A vasectomy is a minor outpatient surgical procedure for male sterilization as a permanent method of birth control. It is the most commonly performed urologic procedure in the United States, with an estimated 500,000 or more sterilizations performed annually. Vasectomy is the most effective form of any birth control available, with a 99.95% success rate in preventing pregnancy.
Vasectomy should only be considered by men who are 100% sure that no future children are desired. A vasectomy works by permanently blocking the exit flow of sperm from the testicle. Because the ejaculate is primarily composed of fluid (semen), there is no noticeable change in the ejaculate appearance or volume when a man ejaculates after vasectomy. The testicles continue to produce sperm, but the sperm are effectively reabsorbed by the body, and sexual function, including erections, sexual desire, sensitivity, and ejaculation, are unchanged.
The risk of complications after a vasectomy is very low. There is a 1 in 2000 chance of pregnancy after vasectomy, and this is after “clearance” from a negative semen analysis 3 months after vasectomy. The failure rate is much higher if another birth control method is not used until the semen analysis is confirmed to be sterile. The reason for this is that it usually takes 20 to 30 ejaculations to completely clear sperm from the semen due to the vas deferens above the vasectomy site still containing sperm.
Complications which occur in approximately 1% of men may include:
- Light bleeding under the skin which can cause bruising, and more rarely a larger blood clot in the scrotum called a hematoma which may cause swelling and prolong the recovery period.
- Infection at the site of the skin puncture is rare but a possible risk of any surgical procedure.
- Inflammation of the epididymis, which is the structure comprised of small tubes that move the sperm from the testicles out to the vas deferens, a condition referred to as congestive epididymitis.
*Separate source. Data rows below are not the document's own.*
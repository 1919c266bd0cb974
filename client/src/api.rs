use reqwest::{Method, RequestBuilder, Response};
use serde::de::DeserializeOwned;
use serde::{Deserialize, Serialize};

use crate::error::{ClientError, ClientResult};

#[derive(Deserialize)]
struct ErrorBody {
    error: String,
}

/// Thin typed wrapper over the forum HTTP API.
#[derive(Debug, Clone)]
pub struct ApiClient {
    base: String,
    http: reqwest::Client,
}

impl ApiClient {
    pub fn new(base: impl Into<String>) -> Self {
        Self {
            base: base.into().trim_end_matches('/').to_string(),
            http: reqwest::Client::new(),
        }
    }

    pub fn base_url(&self) -> &str {
        &self.base
    }

    fn request(&self, method: Method, path: &str, token: Option<&str>) -> RequestBuilder {
        let req = self.http.request(method, format!("{}{}", self.base, path));
        match token {
            Some(token) => req.bearer_auth(token),
            None => req,
        }
    }

    async fn check(resp: Response) -> ClientResult<Response> {
        let status = resp.status();
        if status.is_success() {
            return Ok(resp);
        }
        let message = resp.json::<ErrorBody>().await.ok().map(|b| b.error);
        tracing::debug!(%status, ?message, "API call rejected");
        Err(ClientError::from_status(status, message))
    }

    /// Decode a success body into `T`; anything else fails closed.
    async fn decode<T: DeserializeOwned>(resp: Response) -> ClientResult<T> {
        let bytes = Self::check(resp).await?.bytes().await?;
        serde_json::from_slice(&bytes)
            .map_err(|e| ClientError::Validation(format!("unexpected response shape: {e}")))
    }

    pub async fn get<T: DeserializeOwned>(&self, path: &str, token: Option<&str>) -> ClientResult<T> {
        let resp = self.request(Method::GET, path, token).send().await?;
        Self::decode(resp).await
    }

    pub async fn post<T: DeserializeOwned, B: Serialize>(
        &self,
        path: &str,
        token: Option<&str>,
        body: &B,
    ) -> ClientResult<T> {
        let resp = self.request(Method::POST, path, token).json(body).send().await?;
        Self::decode(resp).await
    }

    pub async fn delete(&self, path: &str, token: Option<&str>) -> ClientResult<()> {
        let resp = self.request(Method::DELETE, path, token).send().await?;
        Self::check(resp).await?;
        Ok(())
    }

    /// Sign-in URL; after OAuth the API redirects to `redirect` with `?token=`.
    pub fn login_url(&self, redirect: &str) -> String {
        format!(
            "{}/api/auth/github?redirect={}",
            self.base,
            urlencoding::encode(redirect)
        )
    }
}

#[cfg(test)]
mod tests {
    use super::*;

    #[test]
    fn login_url_encodes_redirect() {
        let api = ApiClient::new("http://localhost:8080/");
        assert_eq!(api.base_url(), "http://localhost:8080");
        assert_eq!(
            api.login_url("http://localhost:3000/"),
            "http://localhost:8080/api/auth/github?redirect=http%3A%2F%2Flocalhost%3A3000%2F"
        );
    }
}
use chrono::{DateTime, Utc};

const MINUTE: i64 = 60;
const HOUR: i64 = 60 * MINUTE;
const DAY: i64 = 24 * HOUR;

/// Whole seconds from `then` to `now`, clamped at zero for timestamps in the future.
pub fn seconds_between(then: DateTime<Utc>, now: DateTime<Utc>) -> i64 {
    (now - then).num_seconds().max(0)
}

fn plural(n: i64, unit: &str) -> String {
    if n == 1 {
        format!("1 {unit} ago")
    } else {
        format!("{n} {unit}s ago")
    }
}

/// Minute-granular label shown on an open thread.
pub fn format_relative_time(elapsed_secs: i64) -> String {
    let secs = elapsed_secs.max(0);
    if secs < MINUTE {
        "less than a minute ago".to_string()
    } else if secs < HOUR {
        plural(secs / MINUTE, "minute")
    } else if secs < DAY {
        plural(secs / HOUR, "hour")
    } else {
        plural(secs / DAY, "day")
    }
}

/// Hour-granular label used in the thread list.
pub fn format_age_label(elapsed_secs: i64) -> String {
    let hours = elapsed_secs.max(0) / HOUR;
    if hours < 1 {
        "just now".to_string()
    } else if hours < 24 {
        plural(hours, "hour")
    } else {
        plural(hours / 24, "day")
    }
}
- Chronic pain, which is usually mild, may result in approximately 1-3% of men.
The original form of vasectomy is now called a “traditional vasectomy.” This technique involves making two small scrotal incisions over each vas deferens. Although it is still performed in many places and has an excellent success rate, it is a longer procedure, it requires stitches to be placed, and it carries a slightly higher risk of complications that include bleeding, infection, and chronic pain.
The latest and most minimally-invasive approach to vasectomy is the “no-scalpel vasectomy” developed in China in the late 1980’s. A no-scalpel vasectomy is a technique that uses a skin puncture instead of a scalpel to cut the skin. The technique of spreading the skin and tissue overlying the vas, rather than cutting it sharply, allows for several additional benefits over a traditional vasectomy. While equally effective as a traditional vasectomy, the added benefits of no-scalpel vasectomy include more control, less bleeding, a much smaller puncture in the skin, a quicker recovery, and fewer complications. Stitches are not required at the end of the procedure. The UNC urologic surgeons prefer the method of no-scalpel vasectomy for their patients.
One of the most important parts of the vasectomy is the post-vasectomy semen analysis. This is done approximately 3 months after the vasectomy and after 20-30 ejaculations. Most men just need one, but if sperm are still seen it may be necessary to repeat the semen analysis more than once. Semen analyses may be performed at either UNC Hospitals or UNC Fertility. An appointment with your surgeon may or may not be necessary, and if you don’t have an appointment with the surgeon you will be called with the results of the semen analysis.
The UNC surgeons that perform no-scalpel vasectomies prefer to meet the patient in a separate initial consult visit. The vasectomy is usually scheduled within a few weeks after the consult. Research has shown less regret after vasectomy and higher satisfaction if the patient has time to fully consider the surgeon’s preoperative advice. Special plans may be discussed. Rare exceptions to this surgeon preference have been made.
A consent is signed on the day of the initial consultation. The procedure may be performed in the operating room as a joint procedure with another necessary surgery, or for select reasons such as previously diagnosed anxiety or pain disorders, altered anatomy, and previous scrotal surgeries, up to the surgeon’s discretion.
Vasectomy is typically covered by most insurance carriers but may be susceptible to deductible and coinsurance.
Sperm cryopreservation (“sperm banking”) prior to vasectomy is available, but the desire for this service probably means that vasectomy is not the right procedure for you.
If you are considering a vasectomy, you must be absolutely certain that you will never want to father a child. A vasectomy reversal is ultimately desired by 6-8% of men after vasectomy, usually due to an unexpected change in the patient’s family structure. It should be pointed out that a vasectomy is performed with a permanent and effective result in mind (it is never done with a method that is “easy to reverse”). A vasectomy should never be used as a form of temporary birth control. While often effective, the reversal procedure is a big operation compared with a vasectomy, it can be expensive due to not being covered by insurance, and natural conception pregnancy rates are much higher than after vasectomy reversal, even after a successful outcome.